Spacecraft properties
- Spacecraft type: Zenit-2
- Manufacturer: OKB-1
- Launch mass: 4730 kg

Start of mission
- Launch date: 14 July 1966, 10:33:00 GMT
- Rocket: Voskhod 11A57 s/n N15001-14
- Launch site: Baikonur, Site 31/6
- Contractor: OKB-1

End of mission
- Disposal: Recovered
- Landing date: 22 July 1966, 09:22 GMT

Orbital parameters
- Reference system: Geocentric
- Regime: Low Earth
- Perigee altitude: 205 km
- Apogee altitude: 286 km
- Inclination: 51.8°
- Period: 89.4 minutes
- Epoch: 16 July 1966

= Kosmos 124 =

Soviet reconnaissance satellite

Kosmos 124 (Космос 124 meaning Cosmos 124) or Zenit-2 No.42 was a Soviet, first generation, low resolution, optical film-return reconnaissance satellite launched in 1966. A Zenit-2 spacecraft, Kosmos 124 was the fortieth of eighty-one such satellites to be launched and had a mass of 4730 kg.

Kosmos 124 was launched by a Voskhod 11A57 rocket with serial number N15001-14, flying from Site 31/6 at the Baikonur Cosmodrome. The launch took place at 10:33 GMT on 14 July 1966, and following its successful arrival in orbit the spacecraft received its Kosmos designation; along with the International Designator 1966-064A and the Satellite Catalog Number 02325.

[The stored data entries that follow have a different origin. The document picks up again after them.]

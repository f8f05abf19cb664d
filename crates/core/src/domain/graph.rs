use std::fmt;

use chrono::{DateTime, Utc};
use serde::{Deserialize, Serialize};
use uuid::Uuid;

#[derive(Clone, Debug, PartialEq, Eq, Hash, PartialOrd, Ord, Serialize, Deserialize)]
pub struct NodeId(pub String);

impl NodeId {
    pub fn generate() -> Self {
        Self(Uuid::new_v4().to_string())
    }
}

impl fmt::Display for NodeId {
    fn fmt(&self, f: &mut fmt::Formatter<'_>) -> fmt::Result {
        f.write_str(&self.0)
    }
}

#[derive(Clone, Debug, PartialEq, Eq, Hash, PartialOrd, Ord, Serialize, Deserialize)]
pub struct EdgeId(pub String);

impl EdgeId {
    pub fn generate() -> Self {
        Self(Uuid::new_v4().to_string())
    }
}

#[derive(Clone, Debug, PartialEq, Eq, Hash, PartialOrd, Ord, Serialize, Deserialize)]
pub struct TraceId(pub String);

impl TraceId {
    pub fn generate() -> Self {
        Self(Uuid::new_v4().to_string())
    }
}

impl fmt::Display for TraceId {
    fn fmt(&self, f: &mut fmt::Formatter<'_>) -> fmt::Result {
        f.write_str(&self.0)
    }
}

/// `(node_type, entity_id)` key of a graph vertex.
#[derive(Clone, Debug, PartialEq, Eq, Hash, PartialOrd, Ord, Serialize, Deserialize)]
pub struct EntityRef {
    pub entity_type: String,
    pub entity_id: String,
}

impl EntityRef {
    pub fn new(entity_type: impl Into<String>, entity_id: impl Into<String>) -> Self {
        Self { entity_type: entity_type.into(), entity_id: entity_id.into() }
    }
}

impl fmt::Display for EntityRef {
    fn fmt(&self, f: &mut fmt::Formatter<'_>) -> fmt::Result {
        write!(f, "{}:{}", self.entity_type, self.entity_id)
    }
}

#[derive(Clone, Debug, PartialEq, Eq, Serialize, Deserialize)]
pub struct ContextNode {
    pub id: NodeId,
    pub node_type: String,
    pub entity_id: String,
    pub label: String,
    pub summary: Option<String>,
    pub created_at: DateTime<Utc>,
}

impl ContextNode {
    pub fn new(entity: &EntityRef, label: impl Into<String>) -> Self {
        Self {
            id: NodeId::generate(),
            node_type: entity.entity_type.clone(),
            entity_id: entity.entity_id.clone(),
            label: label.into(),
            summary: None,
            created_at: Utc::now(),
        }
    }

    pub fn entity(&self) -> EntityRef {
        EntityRef::new(self.node_type.clone(), self.entity_id.clone())
    }
}

pub mod edge_types {
    pub const REFERENCES: &str = "references";
    pub const TRIGGERED: &str = "triggered";
    pub const RESULTED_IN: &str = "resulted_in";
}

#[derive(Clone, Debug, PartialEq, Serialize, Deserialize)]
pub struct ContextEdge {
    pub id: EdgeId,
    pub from_node_id: NodeId,
    pub to_node_id: NodeId,
    pub edge_type: String,
    pub reasoning: Option<String>,
    pub weight: f64,
    pub created_at: DateTime<Utc>,
}

impl ContextEdge {
    /// The endpoint opposite `node`, or `None` when the edge does not touch it.
    pub fn other_end(&self, node: &NodeId) -> Option<&NodeId> {
        if &self.from_node_id == node {
            Some(&self.to_node_id)
        } else if &self.to_node_id == node {
            Some(&self.from_node_id)
        } else {
            None
        }
    }
}

#[derive(Clone, Copy, Debug, PartialEq, Eq, Hash, Serialize, Deserialize)]
#[serde(rename_all = "snake_case")]
pub enum TraceType {
    UserAction,
    AiAction,
    SystemEvent,
}

impl TraceType {
    pub fn as_str(&self) -> &'static str {
        match self {
            Self::UserAction => "user_action",
            Self::AiAction => "ai_action",
            Self::SystemEvent => "system_event",
        }
    }

    pub fn parse(value: &str) -> Option<Self> {
        match value.trim().to_ascii_lowercase().as_str() {
            "user_action" => Some(Self::UserAction),
            "ai_action" => Some(Self::AiAction),
            "system_event" => Some(Self::SystemEvent),
            _ => None,
        }
    }
}

#[derive(Clone, Debug, Default, PartialEq, Serialize, Deserialize)]
#[serde(rename_all = "camelCase")]
pub struct TraceInputs {
    pub evidence: Vec<String>,
    #[serde(default, skip_serializing_if = "Option::is_none")]
    pub constraints: Option<Vec<String>>,
    #[serde(default, skip_serializing_if = "Option::is_none")]
    pub prior_state: Option<String>,
}

impl TraceInputs {
    pub fn evidence<I, S>(items: I) -> Self
    where
        I: IntoIterator<Item = S>,
        S: Into<String>,
    {
        Self { evidence: items.into_iter().map(Into::into).collect(), ..Self::default() }
    }

    pub fn with_prior_state(mut self, prior_state: impl Into<String>) -> Self {
        self.prior_state = Some(prior_state.into());
        self
    }

    pub fn with_constraints<I, S>(mut self, items: I) -> Self
    where
        I: IntoIterator<Item = S>,
        S: Into<String>,
    {
        self.constraints = Some(items.into_iter().map(Into::into).collect());
        self
    }
}

#[derive(Clone, Debug, PartialEq, Serialize, Deserialize)]
#[serde(rename_all = "camelCase")]
pub struct TraceOutcome {
    pub success: bool,
    #[serde(default, skip_serializing_if = "Option::is_none")]
    pub new_state: Option<String>,
    #[serde(default, skip_serializing_if = "Option::is_none")]
    pub side_effects: Option<Vec<String>>,
    #[serde(default, skip_serializing_if = "Option::is_none")]
    pub error_message: Option<String>,
}

impl TraceOutcome {
    pub fn success(new_state: impl Into<String>) -> Self {
        Self {
            success: true,
            new_state: Some(new_state.into()),
            side_effects: None,
            error_message: None,
        }
    }

    pub fn failure(error_message: impl Into<String>) -> Self {
        Self {
            success: false,
            new_state: None,
            side_effects: None,
            error_message: Some(error_message.into()),
        }
    }

    pub fn with_side_effect(mut self, side_effect: impl Into<String>) -> Self {
        self.side_effects.get_or_insert_with(Vec::new).push(side_effect.into());
        self
    }
}

#[derive(Clone, Debug, PartialEq, Serialize, Deserialize)]
pub struct DecisionTrace {
    pub id: TraceId,
    pub trace_type: TraceType,
    pub actor: String,
    pub action: String,
    pub entity_type: Option<String>,
    pub entity_id: Option<String>,
    pub context_node_id: Option<NodeId>,
    pub inputs: Option<TraceInputs>,
    pub reasoning: Option<String>,
    pub outcome: Option<TraceOutcome>,
    pub confidence: Option<u8>,
    pub reversible: bool,
    pub linked_trace_id: Option<TraceId>,
    pub created_at: DateTime<Utc>,
}

/// Everything `record_decision` accepts besides the node it resolves itself.
#[derive(Clone, Debug, PartialEq)]
pub struct DecisionRecord {
    pub trace_type: TraceType,
    pub actor: String,
    pub action: String,
    pub entity: Option<EntityRef>,
    pub entity_label: Option<String>,
    pub inputs: Option<TraceInputs>,
    pub reasoning: Option<String>,
    pub outcome: Option<TraceOutcome>,
    pub confidence: Option<u8>,
    pub reversible: bool,
    pub linked_trace_id: Option<TraceId>,
}

impl DecisionRecord {
    pub fn new(trace_type: TraceType, actor: impl Into<String>, action: impl Into<String>) -> Self {
        Self {
            trace_type,
            actor: actor.into(),
            action: action.into(),
            entity: None,
            entity_label: None,
            inputs: None,
            reasoning: None,
            outcome: None,
            confidence: None,
            reversible: false,
            linked_trace_id: None,
        }
    }

    pub fn entity(mut self, entity: EntityRef, label: impl Into<String>) -> Self {
        self.entity = Some(entity);
        self.entity_label = Some(label.into());
        self
    }

    pub fn inputs(mut self, inputs: TraceInputs) -> Self {
        self.inputs = Some(inputs);
        self
    }

    pub fn reasoning(mut self, reasoning: impl Into<String>) -> Self {
        self.reasoning = Some(reasoning.into());
        self
    }

    pub fn outcome(mut self, outcome: TraceOutcome) -> Self {
        self.outcome = Some(outcome);
        self
    }

    /// Clamped to 0..=100.
    pub fn confidence(mut self, confidence: u8) -> Self {
        self.confidence = Some(confidence.min(100));
        self
    }

    pub fn reversible(mut self, reversible: bool) -> Self {
        self.reversible = reversible;
        self
    }

    pub fn linked_to(mut self, trace_id: Option<TraceId>) -> Self {
        self.linked_trace_id = trace_id;
        self
    }

    pub fn into_trace(self, context_node_id: Option<NodeId>) -> DecisionTrace {
        let (entity_type, entity_id) = match self.entity {
            Some(entity) => (Some(entity.entity_type), Some(entity.entity_id)),
            None => (None, None),
        };

        DecisionTrace {
            id: TraceId::generate(),
            trace_type: self.trace_type,
            actor: self.actor,
            action: self.action,
            entity_type,
            entity_id,
            context_node_id,
            inputs: self.inputs,
            reasoning: self.reasoning,
            outcome: self.outcome,
            confidence: self.confidence,
            reversible: self.reversible,
            linked_trace_id: self.linked_trace_id,
            created_at: Utc::now(),
        }
    }
}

Kosmos 124 was operated in a low Earth orbit, at an epoch of 14 July 1966, it had a perigee of 205 km, an apogee of 286 km, an inclination of 51.8°, and an orbital period of 89.4 minutes. After eight days in orbit, Kosmos 124 was deorbited, with its return capsule descending under parachute, landing at 09:22 GMT on 22 July 1966, and recovered by Soviet force.